_TASK DIRECTIONS_
Search the entries for the word "processed". Copy every line where it turns up.

• • • • • • •

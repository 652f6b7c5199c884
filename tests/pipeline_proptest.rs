//! Property-based tests for the text pipeline and the total text operations.

use proptest::prelude::*;

use narrative::analysis::normalize::{clean_whitespace, strip_for_summary, strip_non_essential};
use narrative::analysis::pipeline::{PipelineConfig, TextPipeline};
use narrative::analysis::token::Token;
use narrative::analysis::token_filter::stop::DEFAULT_ENGLISH_STOP_WORDS_SET;
use narrative::analysis::token_filter::{Filter, StopFilter};
use narrative::analysis::tokenizer::{Tokenizer, WhitespaceTokenizer};
use narrative::analytics::keywords::KeywordRanker;
use narrative::analytics::stats::text_stats;
use narrative::analytics::summarize::LexRankSummarizer;

fn texts(tokens: Vec<Token>) -> Vec<String> {
    tokens.into_iter().map(|t| t.text).collect()
}

/// Words mixing stop words, content words, punctuation and odd whitespace.
fn document() -> impl Strategy<Value = String> {
    let word = prop_oneof![
        Just("the".to_string()),
        Just("The".to_string()),
        Just("AND".to_string()),
        Just("of".to_string()),
        Just("garden".to_string()),
        Just("Cats".to_string()),
        Just("running.".to_string()),
        Just("hello,".to_string()),
        "[a-zA-Z]{1,8}",
        "[^\\s]{1,4}",
    ];
    let separator = prop_oneof![
        Just(" ".to_string()),
        Just("  ".to_string()),
        Just("\n".to_string()),
        Just("\t".to_string()),
        Just(". ".to_string()),
    ];
    prop::collection::vec((word, separator), 0..40)
        .prop_map(|parts| parts.into_iter().map(|(w, s)| w + &s).collect())
}

proptest! {
    #[test]
    fn clean_whitespace_is_idempotent(text in "\\PC*") {
        let once = clean_whitespace(&text);
        prop_assert_eq!(clean_whitespace(&once), once);
    }

    #[test]
    fn normalization_policies_are_idempotent(text in "\\PC*") {
        let general = strip_non_essential(&text);
        prop_assert_eq!(strip_non_essential(&general), general);
        let summary = strip_for_summary(&text);
        prop_assert_eq!(strip_for_summary(&summary), summary);
    }

    #[test]
    fn tokens_have_no_whitespace_and_round_trip(text in "\\PC*") {
        let tokenizer = WhitespaceTokenizer::new();
        let tokens = texts(tokenizer.tokenize(&text).collect());
        prop_assert!(tokens.iter().all(|t| !t.is_empty() && !t.chars().any(char::is_whitespace)));

        let rejoined = tokens.join(" ");
        let again = texts(tokenizer.tokenize(&rejoined).collect());
        prop_assert_eq!(again, tokens);
    }

    #[test]
    fn stop_filter_is_idempotent(text in document()) {
        let tokenizer = WhitespaceTokenizer::new();
        let filter = StopFilter::new();
        let once: Vec<Token> = filter.filter(tokenizer.tokenize(&text)).collect();
        let twice = texts(filter.filter(Box::new(once.clone().into_iter())).collect());
        prop_assert_eq!(twice, texts(once));
    }

    #[test]
    fn disabled_pipeline_only_normalizes_whitespace(text in document()) {
        let pipeline = TextPipeline::new(PipelineConfig::disabled());
        let expected = text.split_whitespace().collect::<Vec<_>>().join(" ");
        prop_assert_eq!(pipeline.process(&text), expected.clone());
        prop_assert_eq!(pipeline.process(&expected), expected);
    }

    #[test]
    fn stop_words_never_survive(text in document()) {
        let pipeline = TextPipeline::new(PipelineConfig::default());
        let processed = pipeline.process(&text);
        for token in processed.split_whitespace() {
            prop_assert!(!DEFAULT_ENGLISH_STOP_WORDS_SET.contains(&token.to_lowercase()));
        }
    }

    #[test]
    fn keyword_counts_are_bounded(text in document(), top_n in 0usize..15) {
        let ranked = KeywordRanker::new().top_keywords(&text, top_n);
        prop_assert!(ranked.len() <= top_n);
        prop_assert!(ranked.windows(2).all(|w| w[0].count >= w[1].count));
        let words = text.split_whitespace().count();
        prop_assert!(ranked.iter().map(|k| k.count).sum::<usize>() <= words);
    }

    #[test]
    fn stats_are_consistent(text in document()) {
        let stats = text_stats(&text);
        prop_assert_eq!(stats.word_count, text.split_whitespace().count());
        prop_assert!(stats.line_count <= text.lines().count());
        prop_assert!(stats.char_count <= text.chars().count());
    }

    #[test]
    fn short_documents_are_returned_whole(text in document(), extra in 0usize..3) {
        let summarizer = LexRankSummarizer::new();
        let sentences = summarizer.sentences(&text);
        let summary = summarizer.summarize(&text, sentences.len() + extra);
        prop_assert_eq!(summary, sentences.join(" "));
    }
}
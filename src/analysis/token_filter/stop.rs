//! Stop filter implementation.
//!
//! Removes tokens whose lowercase form belongs to a stop word set. Surviving
//! tokens keep their original case.
//!
//! # Examples
//!
//! ```
//! use narrative::analysis::token_filter::Filter;
//! use narrative::analysis::token_filter::stop::StopFilter;
//! use narrative::analysis::token::Token;
//!
//! let filter = StopFilter::new();
//! let tokens = vec![
//!     Token::new("The", 0),
//!     Token::new("Quick", 1),
//!     Token::new("fox", 2)
//! ];
//!
//! let result: Vec<_> = filter.filter(Box::new(tokens.into_iter())).collect();
//!
//! assert_eq!(result.len(), 2);
//! assert_eq!(result[0].text, "Quick");
//! assert_eq!(result[1].text, "fox");
//! ```

use std::collections::HashSet;
use std::sync::{Arc, LazyLock};

use crate::analysis::token::{Token, TokenStream};
use crate::analysis::token_filter::Filter;

/// Default English stop words list.
///
/// The 179-word English list that ships with the NLTK stopwords corpus.
pub const DEFAULT_ENGLISH_STOP_WORDS: &[&str] = &[
    "i", "me", "my", "myself", "we", "our", "ours", "ourselves", "you", "you're", "you've",
    "you'll", "you'd", "your", "yours", "yourself", "yourselves", "he", "him", "his", "himself",
    "she", "she's", "her", "hers", "herself", "it", "it's", "its", "itself", "they", "them",
    "their", "theirs", "themselves", "what", "which", "who", "whom", "this", "that", "that'll",
    "these", "those", "am", "is", "are", "was", "were", "be", "been", "being", "have", "has",
    "had", "having", "do", "does", "did", "doing", "a", "an", "the", "and", "but", "if", "or",
    "because", "as", "until", "while", "of", "at", "by", "for", "with", "about", "against",
    "between", "into", "through", "during", "before", "after", "above", "below", "to", "from",
    "up", "down", "in", "out", "on", "off", "over", "under", "again", "further", "then", "once",
    "here", "there", "when", "where", "why", "how", "all", "any", "both", "each", "few", "more",
    "most", "other", "some", "such", "no", "nor", "not", "only", "own", "same", "so", "than",
    "too", "very", "s", "t", "can", "will", "just", "don", "don't", "should", "should've", "now",
    "d", "ll", "m", "o", "re", "ve", "y", "ain", "aren", "aren't", "couldn", "couldn't", "didn",
    "didn't", "doesn", "doesn't", "hadn", "hadn't", "hasn", "hasn't", "haven", "haven't", "isn",
    "isn't", "ma", "mightn", "mightn't", "mustn", "mustn't", "needn", "needn't", "shan",
    "shan't", "shouldn", "shouldn't", "wasn", "wasn't", "weren", "weren't", "won", "won't",
    "wouldn", "wouldn't",
];

/// Default English stop words as a HashSet.
pub static DEFAULT_ENGLISH_STOP_WORDS_SET: LazyLock<Arc<HashSet<String>>> = LazyLock::new(|| {
    Arc::new(
        DEFAULT_ENGLISH_STOP_WORDS
            .iter()
            .map(|&s| s.to_string())
            .collect(),
    )
});

/// A filter that removes stop words from the token stream.
///
/// Matching is done on the lowercase form of each token, so `"The"` and
/// `"THE"` are removed by a set containing `"the"`. The filter is idempotent:
/// applying it to its own output changes nothing.
#[derive(Clone, Debug)]
pub struct StopFilter {
    /// The set of stop words to remove (lowercase)
    stop_words: Arc<HashSet<String>>,
}

impl StopFilter {
    /// Create a new stop filter with the default English stop words.
    ///
    /// ```
    /// use narrative::analysis::token_filter::stop::StopFilter;
    ///
    /// let filter = StopFilter::new();
    /// assert!(filter.is_stop_word("The"));
    /// assert!(!filter.is_stop_word("hello"));
    /// ```
    pub fn new() -> Self {
        Self::with_stop_words(Arc::clone(&DEFAULT_ENGLISH_STOP_WORDS_SET))
    }

    /// Create a new stop filter sharing an existing stop word set.
    pub fn with_stop_words(stop_words: Arc<HashSet<String>>) -> Self {
        StopFilter { stop_words }
    }

    /// Create a new stop filter from a list of stop words.
    ///
    /// Words are lowercased on the way in.
    pub fn from_words<I, S>(words: I) -> Self
    where
        I: IntoIterator<Item = S>,
        S: AsRef<str>,
    {
        let stop_words = words
            .into_iter()
            .map(|s| s.as_ref().to_lowercase())
            .collect();
        Self::with_stop_words(Arc::new(stop_words))
    }

    /// Check if a word is a stop word, ignoring case.
    pub fn is_stop_word(&self, word: &str) -> bool {
        self.stop_words.contains(&word.to_lowercase())
    }

    /// Get the number of stop words.
    pub fn len(&self) -> usize {
        self.stop_words.len()
    }

    /// Check if the stop word set is empty.
    pub fn is_empty(&self) -> bool {
        self.stop_words.is_empty()
    }
}

impl Default for StopFilter {
    fn default() -> Self {
        Self::new()
    }
}

impl Filter for StopFilter {
    fn filter(&self, tokens: TokenStream) -> TokenStream {
        let filtered_tokens: Vec<Token> = tokens
            .filter(|token| !self.is_stop_word(&token.text))
            .collect();

        Box::new(filtered_tokens.into_iter())
    }

    fn name(&self) -> &'static str {
        "stop"
    }
}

• • • • • • •

_YOUR SOLUTION_
        let processed = pipeline.process(&text);
        for token in processed.split_whitespace() {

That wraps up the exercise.